En matière de création intellectuelle, tout va-t-il pour le mieux dans le meilleur des e-mondes possibles ? C’est ce que l’on pourrait déduire du discours prononcé, le 24 mai dernier, par le ministre de la culture, à l’occasion du « e-G8 », un sommet organisé en marge du G8 par Maurice Lévy (Publicis), à la demande de Nicolas Sarkozy. Dans ce discours, Frédéric Mitterrand trace la « ligne dont la France continue de se faire l’avocate » : « Favoriser la diffusion des œuvres dans l’univers numérique tout en respectant le droit d’auteur ».

À cet égard, le ministre paraît quelque peu optimiste, lorsqu’il déclare : « on a pu craindre que l’âge du droit d’auteur, par exemple, menaçait de s’éteindre. L’essor des réseaux contributifs et des réseaux sociaux a pu également accentuer la tendance à accréditer ce mirage de la gratuité où les notions d’auteur et de créateur étaient appelées à se diluer. À tous points de vue, cette phase est, me semble-t- il, derrière nous. »

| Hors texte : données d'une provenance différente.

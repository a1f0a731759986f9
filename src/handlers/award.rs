use crate::models::*;
use crate::services::AwardService;
use actix_web::{HttpResponse, ResponseError, Result, web};

#[utoipa::path(
    get,
    path = "/awards",
    tag = "award",
    responses(
        (status = 200, description = "获取全部奖项 (按 id 升序)", body = [AwardResponse]),
        (status = 503, description = "数据库未配置", body = ApiError)
    )
)]
pub async fn list_awards(service: web::Data<AwardService>) -> Result<HttpResponse> {
    match service.list_awards().await {
        Ok(list) => Ok(HttpResponse::Ok().json(ApiResponse::list(list))),
        Err(e) => Ok(e.error_response()),
    }
}

#[utoipa::path(
    post,
    path = "/awards",
    tag = "award",
    request_body = CreateAwardRequest,
    responses(
        (status = 201, description = "创建奖项成功", body = AwardResponse),
        (status = 400, description = "缺少必填字段", body = ApiError),
        (status = 409, description = "奖项编号已存在", body = ApiError)
    )
)]
pub async fn create_award(
    service: web::Data<AwardService>,
    request: web::Json<CreateAwardRequest>,
) -> Result<HttpResponse> {
    match service.create_award(request.into_inner()).await {
        Ok(award) => Ok(HttpResponse::Created().json(ApiResponse::success_with_message(
            award,
            "Award created successfully",
        ))),
        Err(e) => Ok(e.error_response()),
    }
}

#[utoipa::path(
    get,
    path = "/awards/{id}",
    tag = "award",
    params(("id" = String, Path, description = "奖项编号")),
    responses(
        (status = 200, description = "获取奖项成功", body = AwardResponse),
        (status = 404, description = "奖项不存在", body = ApiError)
    )
)]
pub async fn get_award(
    service: web::Data<AwardService>,
    path: web::Path<String>,
) -> Result<HttpResponse> {
    match service.get_award(&path.into_inner()).await {
        Ok(award) => Ok(HttpResponse::Ok().json(ApiResponse::success(award))),
        Err(e) => Ok(e.error_response()),
    }
}

#[utoipa::path(
    put,
    path = "/awards/{id}",
    tag = "award",
    params(("id" = String, Path, description = "奖项编号")),
    request_body = UpdateAwardRequest,
    responses(
        (status = 200, description = "更新奖项成功", body = AwardResponse),
        (status = 400, description = "没有可更新的字段", body = ApiError),
        (status = 404, description = "奖项不存在", body = ApiError)
    )
)]
pub async fn update_award(
    service: web::Data<AwardService>,
    path: web::Path<String>,
    request: web::Json<UpdateAwardRequest>,
) -> Result<HttpResponse> {
    let patch = AwardPatch::from(request.into_inner());
    match service.update_award(&path.into_inner(), patch).await {
        Ok(award) => Ok(HttpResponse::Ok().json(ApiResponse::success_with_message(
            award,
            "Award updated successfully",
        ))),
        Err(e) => Ok(e.error_response()),
    }
}

#[utoipa::path(
    delete,
    path = "/awards/{id}",
    tag = "award",
    params(("id" = String, Path, description = "奖项编号")),
    responses(
        (status = 200, description = "删除完成 (不存在时 deleted = 0)", body = DeleteResponse)
    )
)]
/// 删除奖项，不会删除引用它的得奖记录
pub async fn delete_award(
    service: web::Data<AwardService>,
    path: web::Path<String>,
) -> Result<HttpResponse> {
    match service.delete_award(&path.into_inner()).await {
        Ok(result) => Ok(HttpResponse::Ok().json(ApiResponse::success_with_message(
            result,
            "Award deleted successfully",
        ))),
        Err(e) => Ok(e.error_response()),
    }
}

pub fn award_config(cfg: &mut web::ServiceConfig) {
    cfg.service(
        web::scope("/awards")
            .route("", web::get().to(list_awards))
            .route("", web::post().to(create_award))
            .route("/{id}", web::get().to(get_award))
            .route("/{id}", web::put().to(update_award))
            .route("/{id}", web::delete().to(delete_award)),
    );
}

Il n’apparaît pourtant pas que la question des droits d’auteur sur la toile soit encore réglée : Frédéric Mitterrand en convient d’ailleurs lui-même en évoquant « les risques inhérents à ce qui est bien plus qu’une phase de transition technologique » « Les règles du jeu, constate-t-il, ne se sont pas encore stabilisées, les modèles économiques se cherchent, le rôle des pouvoirs publics se redéfinit. » Dans cette optique, le ministre travaille sur trois axes principaux : « Ne pas perdre la médiation de vue ; accompagner au mieux les filières qui connaissent des transitions délicates ; garantir au mieux, enfin, le financement de la création. »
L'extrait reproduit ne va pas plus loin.